Она поежилась, продолжая:
– А ну, ты, сатира, расскажи чего, а то на сон клонит. Ведь с трех утра на ногах! Или стихи почитай. Ты много их знаешь.
Нина вздохнула, будто что-то припоминая:
– Вот, недавно прочитала.
Она начала медленно декламировать в такт порывам свистящего ветра:
«Вы проходили точку невозврата?
Я проходил и возвращался вновь,
И заплатил сполна, ребята.
Я отдал жизнь, но не предал любовь!»
Внизу прогремели взрывы.
– Началось! – крикнула Лайма.
Все уже были наготове. Выстрелы свистели, заглушая горный ветер. Но ещё громче вдруг раздались резкие мужские крики, сдобренные смачным русским матом. Голоса были совсем рядом, где-то сверху.
– Вот они, суки! Это снайперское гнездо! Мочи их, мужики, этих б***ей!!!
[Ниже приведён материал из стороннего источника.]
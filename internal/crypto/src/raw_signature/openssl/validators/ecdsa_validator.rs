// Copyright 2022 Adobe. All rights reserved.
// This file is licensed to you under the Apache License,
// Version 2.0 (http://www.apache.org/licenses/LICENSE-2.0)
// or the MIT license (http://opensource.org/licenses/MIT),
// at your option.

// Unless required by applicable law or agreed to in writing,
// this software is distributed on an "AS IS" BASIS, WITHOUT
// WARRANTIES OR REPRESENTATIONS OF ANY KIND, either express or
// implied. See the LICENSE-MIT and LICENSE-APACHE files for the
// specific language governing permissions and limitations under
// each license.

use openssl::{ec::EcKey, ecdsa::EcdsaSig, hash::MessageDigest, pkey::PKey, sign::Verifier};

use crate::raw_signature::{
    openssl::OpenSslMutex, RawSignatureValidationError, RawSignatureValidator,
};

/// An `EcdsaValidator` can validate raw signatures with one of the ECDSA
/// signature algorithms.
///
/// Signatures must be DER encoded.
pub enum EcdsaValidator {
    /// ECDSA with SHA-256
    Es256,

    /// ECDSA with SHA-384
    Es384,

    /// ECDSA with SHA-512
    Es512,
}

impl RawSignatureValidator for EcdsaValidator {
    fn validate(
        &self,
        sig: &[u8],
        data: &[u8],
        public_key: &[u8],
    ) -> Result<(), RawSignatureValidationError> {
        let _openssl = OpenSslMutex::acquire()?;

        let public_key = EcKey::public_key_from_der(public_key)
            .map_err(|_| RawSignatureValidationError::InvalidPublicKey)?;
        let key = PKey::from_ec_key(public_key)?;

        if EcdsaSig::from_der(sig).is_err() {
            return Err(RawSignatureValidationError::InvalidSignature);
        }

        let mut verifier = match self {
            Self::Es256 => Verifier::new(MessageDigest::sha256(), &key)?,
            Self::Es384 => Verifier::new(MessageDigest::sha384(), &key)?,
            Self::Es512 => Verifier::new(MessageDigest::sha512(), &key)?,
        };

        verifier.update(data)?;

        if verifier.verify(sig)? {
            Ok(())
        } else {
            Err(RawSignatureValidationError::SignatureMismatch)
        }
    }
}
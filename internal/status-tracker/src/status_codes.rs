// Copyright 2022 Adobe. All rights reserved.
// This file is licensed to you under the Apache License,
// Version 2.0 (http://www.apache.org/licenses/LICENSE-2.0)
// or the MIT license (http://opensource.org/licenses/MIT),
// at your option.

// Unless required by applicable law or agreed to in writing,
// this software is distributed on an "AS IS" BASIS, WITHOUT
// WARRANTIES OR REPRESENTATIONS OF ANY KIND, either express or
// implied. See the LICENSE-MIT and LICENSE-APACHE files for the
// specific language governing permissions and limitations under
// each license.

//! Status codes attached to the log items produced by a known-answer sweep.

// -- success codes --

/// The certificate signature verified under the expected public key.
pub const SIGNATURE_VERIFIED: &str = "certificate.signature.verified";

// -- informational codes --

/// The entry was not checked, either because it is not a certificate or
/// because its key type is not selected.
pub const ENTRY_SKIPPED: &str = "entry.skipped";

/// The certificate is outside its validity period. Its signature is still
/// checked.
pub const VALIDITY_OUTSIDE: &str = "certificate.validity.outside";

// -- failure codes --

/// The signature does not match the signed content and public key.
pub const SIGNATURE_INVALID: &str = "certificate.signature.invalid";

/// The signature algorithm is not recognized or not implemented by the
/// active provider.
pub const ALGORITHM_UNSUPPORTED: &str = "certificate.algorithm.unsupported";

/// The public key cannot validate the declared signature algorithm.
pub const ALGORITHM_MISMATCH: &str = "certificate.algorithm.mismatch";

/// The certificate or key encoding could not be parsed.
pub const MALFORMED: &str = "certificate.malformed";

/// The provider's cryptography library reported an internal error.
pub const PROVIDER_ERROR: &str = "certificate.provider.error";
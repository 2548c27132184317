//! Element construction for the collapsible parts.

use uidom::{Align, Edges, Element, Event, Justify, Role};

use super::{
    Collapsible, CollapsibleContent, CollapsibleHeader, CollapsibleTrigger, GAP,
    HEADER_PADDING_X,
};
use crate::error::UiError;
use crate::theme::button_variants;
use crate::widget::{Widget, WidgetResult};

impl Collapsible {
    /// Wrap the rendered parts in the container element.
    ///
    /// Accepts plain elements or the `Option` a part may return; `None`
    /// children are skipped.
    pub fn render<I, E>(&self, children: I) -> Element
    where
        I: IntoIterator<Item = E>,
        E: Into<Option<Element>>,
    {
        Element::col()
            .id(self.shared.native_id.key("collapsible"))
            .role(Role::Presentation)
            .gap(GAP)
            .style(self.style.clone())
            .extend_data(self.data.clone())
            .children(children.into_iter().filter_map(Into::<Option<Element>>::into))
    }
}

impl CollapsibleHeader {
    pub fn render(&self) -> Element {
        Element::row()
            .id(self.id.clone())
            .role(Role::Heading)
            .align(Align::Center)
            .justify(Justify::SpaceBetween)
            .gap(GAP)
            .padding(Edges::horizontal(HEADER_PADDING_X))
            .style(self.style.clone())
            .extend_data(self.data.clone())
            .children(self.children.iter().cloned())
    }
}

impl CollapsibleTrigger {
    pub fn render(&self) -> Result<Element, UiError> {
        let shared = self.shared()?;
        let open = shared.is_open();
        log::trace!("[collapsible {}] render trigger (expanded: {open})", shared.native_id);

        let button = button_variants(self.variant, self.size, Some(&self.style));
        Ok(Element::pressable()
            .id(self.id.clone())
            .native_id(shared.native_id.to_string())
            .aria_expanded(open)
            .disabled(shared.disabled)
            .focusable(!shared.disabled)
            .style(button.style)
            .padding(button.padding)
            .height(button.height)
            .justify(button.justify)
            .align(button.align)
            .extend_data(self.data.clone())
            .children(self.children.iter().cloned()))
    }
}

impl CollapsibleContent {
    /// `Ok(None)` while closed: the region is absent, not merely hidden.
    pub fn render(&self) -> Result<Option<Element>, UiError> {
        let shared = self.shared()?;
        if !shared.is_open() {
            return Ok(None);
        }

        Ok(Some(
            Element::col()
                .id(self.id.clone())
                .role(Role::Summary)
                .aria_labelled_by(shared.native_id.to_string())
                .gap(GAP)
                .enter(shared.content_enter)
                .exit(shared.content_exit)
                .style(self.style.clone())
                .extend_data(self.data.clone())
                .children(self.children.iter().cloned()),
        ))
    }
}

impl Widget for CollapsibleHeader {
    fn id(&self) -> &str {
        &self.id
    }

    fn element(&self) -> Result<Option<Element>, UiError> {
        Ok(Some(self.render()))
    }
}

impl Widget for CollapsibleTrigger {
    fn id(&self) -> &str {
        &self.id
    }

    fn is_focusable(&self) -> bool {
        self.shared().map(|s| !s.disabled).unwrap_or(false)
    }

    fn element(&self) -> Result<Option<Element>, UiError> {
        self.render().map(Some)
    }

    fn handle_event(&self, event: &Event) -> Result<WidgetResult, UiError> {
        self.on_event(event).map_err(UiError::from)
    }
}

impl Widget for CollapsibleContent {
    fn id(&self) -> &str {
        &self.id
    }

    fn element(&self) -> Result<Option<Element>, UiError> {
        self.render()
    }
}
Грохот взрывов обрушился внезапно. Что-то ударило Катьке в грудь, потом в руку, выбив винтовку. Красная пелена перед глазами вдруг стала чёрной.
Неля
Иркутская областная считалась лучшей больницей в городе. В коридоре пахло хлоркой и лекарствами. Молодые медсестры, передавая смену, шептались в перевязочной:
– Завтра ей операцию делать будут. Уже светило-хирург из Новосибирска прилетел. Готовятся. Случай-то просто жуткий: медведь на неё напал, когда она в маршруте была. Подрал-то не очень, да позвоночник в двух местах задел. С ней ещё один геолог был. Он-то и пристрелил зверя, а то бы тот насмерть её задрал.
– Да, может, насмерть-то лучше было бы. Прости, Господи! – добавила пожилая медсестра. – Мучения-то какие терпит! И операция эта очень рискованная – мало кто выживает.
– А кто этот мужчина рядом с ней? Не отходит – поинтересовалась врач, только что вошедшая в перевязочную.
– Муж, должно быть. Говорили, тоже геолог. Симпатичный, просто красавец, – вздохнула одна из медсестёр.